Available data:
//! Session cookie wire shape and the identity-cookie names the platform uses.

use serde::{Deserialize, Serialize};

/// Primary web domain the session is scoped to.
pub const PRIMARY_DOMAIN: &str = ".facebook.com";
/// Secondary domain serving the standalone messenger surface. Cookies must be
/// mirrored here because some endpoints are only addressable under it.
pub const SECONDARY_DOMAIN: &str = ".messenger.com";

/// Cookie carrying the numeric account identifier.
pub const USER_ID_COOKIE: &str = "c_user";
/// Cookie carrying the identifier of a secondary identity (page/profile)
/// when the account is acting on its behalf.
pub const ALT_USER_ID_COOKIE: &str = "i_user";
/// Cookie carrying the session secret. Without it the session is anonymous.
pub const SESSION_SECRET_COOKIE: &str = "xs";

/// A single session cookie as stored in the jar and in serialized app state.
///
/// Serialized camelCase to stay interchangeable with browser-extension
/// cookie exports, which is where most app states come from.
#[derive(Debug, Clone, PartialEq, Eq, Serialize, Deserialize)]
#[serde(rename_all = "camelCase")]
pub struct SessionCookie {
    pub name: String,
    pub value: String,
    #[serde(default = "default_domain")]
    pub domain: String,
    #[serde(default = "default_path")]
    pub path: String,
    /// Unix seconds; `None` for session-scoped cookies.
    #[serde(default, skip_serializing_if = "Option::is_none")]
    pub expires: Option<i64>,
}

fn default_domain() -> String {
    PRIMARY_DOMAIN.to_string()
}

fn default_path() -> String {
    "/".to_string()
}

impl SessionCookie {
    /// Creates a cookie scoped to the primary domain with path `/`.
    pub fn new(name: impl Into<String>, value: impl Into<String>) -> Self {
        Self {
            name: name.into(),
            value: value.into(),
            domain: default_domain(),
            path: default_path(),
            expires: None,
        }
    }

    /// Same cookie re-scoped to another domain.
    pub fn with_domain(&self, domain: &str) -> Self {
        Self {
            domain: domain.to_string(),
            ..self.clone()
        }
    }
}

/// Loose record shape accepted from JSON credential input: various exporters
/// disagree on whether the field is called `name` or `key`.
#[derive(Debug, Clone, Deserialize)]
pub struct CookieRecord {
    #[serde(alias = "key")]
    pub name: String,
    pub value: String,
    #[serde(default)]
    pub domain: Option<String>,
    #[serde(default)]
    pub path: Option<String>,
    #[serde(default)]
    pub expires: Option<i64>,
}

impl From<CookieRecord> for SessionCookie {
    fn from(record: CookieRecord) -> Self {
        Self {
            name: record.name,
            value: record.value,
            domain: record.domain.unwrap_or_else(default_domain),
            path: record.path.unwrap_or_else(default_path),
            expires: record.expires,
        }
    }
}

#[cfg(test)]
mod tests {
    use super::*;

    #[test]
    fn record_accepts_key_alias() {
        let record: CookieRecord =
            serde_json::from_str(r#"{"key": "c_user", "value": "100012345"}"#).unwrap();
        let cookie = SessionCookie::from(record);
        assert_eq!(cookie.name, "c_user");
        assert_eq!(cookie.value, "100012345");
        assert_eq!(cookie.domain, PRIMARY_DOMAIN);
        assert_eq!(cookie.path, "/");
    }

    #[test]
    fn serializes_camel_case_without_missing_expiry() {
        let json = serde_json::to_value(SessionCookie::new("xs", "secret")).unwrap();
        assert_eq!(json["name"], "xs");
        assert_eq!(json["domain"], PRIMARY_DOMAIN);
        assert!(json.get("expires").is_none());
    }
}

Aim of the task:
Write down all of the listing exactly.

Result of the task:
//! Session cookie wire shape and the identity-cookie names the platform uses.

use serde::{Deserialize, Serialize};

/// Primary web domain the session is scoped to.
pub const PRIMARY_DOMAIN: &str = ".facebook.com";
/// Secondary domain serving the standalone messenger surface. Cookies must be
/// mirrored here because some endpoints are only addressable under it.
pub const SECONDARY_DOMAIN: &str = ".messenger.com";

/// Cookie carrying the numeric account identifier.
pub const USER_ID_COOKIE: &str = "c_user";
/// Cookie carrying the identifier of a secondary identity (page/profile)
/// when the account is acting on its behalf.
pub const ALT_USER_ID_COOKIE: &str = "i_user";
/// Cookie carrying the session secret. Without it the session is anonymous.
pub const SESSION_SECRET_COOKIE: &str = "xs";

/// A single session cookie as stored in the jar and in serialized app state.
///
/// Serialized camelCase to stay interchangeable with browser-extension
/// cookie exports, which is where most app states come from.
#[derive(Debug, Clone, PartialEq, Eq, Serialize, Deserialize)]
#[serde(rename_all = "camelCase")]
pub struct SessionCookie {
    pub name: String,
    pub value: String,
    #[serde(default = "default_domain")]
    pub domain: String,
    #[serde(default = "default_path")]
    pub path: String,
    /// Unix seconds; `None` for session-scoped cookies.
    #[serde(default, skip_serializing_if = "Option::is_none")]
    pub expires: Option<i64>,
}

fn default_domain() -> String {
    PRIMARY_DOMAIN.to_string()
}

fn default_path() -> String {
    "/".to_string()
}

impl SessionCookie {
    /// Creates a cookie scoped to the primary domain with path `/`.
    pub fn new(name: impl Into<String>, value: impl Into<String>) -> Self {
        Self {
            name: name.into(),
            value: value.into(),
            domain: default_domain(),
            path: default_path(),
            expires: None,
        }
    }

    /// Same cookie re-scoped to another domain.
    pub fn with_domain(&self, domain: &str) -> Self {
        Self {
            domain: domain.to_string(),
            ..self.clone()
        }
    }
}

/// Loose record shape accepted from JSON credential input: various exporters
/// disagree on whether the field is called `name` or `key`.
#[derive(Debug, Clone, Deserialize)]
pub struct CookieRecord {
    #[serde(alias = "key")]
    pub name: String,
    pub value: String,
    #[serde(default)]
    pub domain: Option<String>,
    #[serde(default)]
    pub path: Option<String>,
    #[serde(default)]
    pub expires: Option<i64>,
}

impl From<CookieRecord> for SessionCookie {
    fn from(record: CookieRecord) -> Self {
        Self {
            name: record.name,
            value: record.value,
            domain: record.domain.unwrap_or_else(default_domain),
            path: record.path.unwrap_or_else(default_path),
            expires: record.expires,
        }
    }
}

#[cfg(test)]
mod tests {
    use super::*;

    #[test]
    fn record_accepts_key_alias() {
        let record: CookieRecord =
            serde_json::from_str(r#"{"key": "c_user", "value": "100012345"}"#).unwrap();
        let cookie = SessionCookie::from(record);
        assert_eq!(cookie.name, "c_user");
        assert_eq!(cookie.value, "100012345");
        assert_eq!(cookie.domain, PRIMARY_DOMAIN);
        assert_eq!(cookie.path, "/");
    }

    #[test]
    fn serializes_camel_case_without_missing_expiry() {
        let json = serde_json::to_value(SessionCookie::new("xs", "secret")).unwrap();
        assert_eq!(json["name"], "xs");
        assert_eq!(json["domain"], PRIMARY_DOMAIN);
        assert!(json.get("expires").is_none());
    }
}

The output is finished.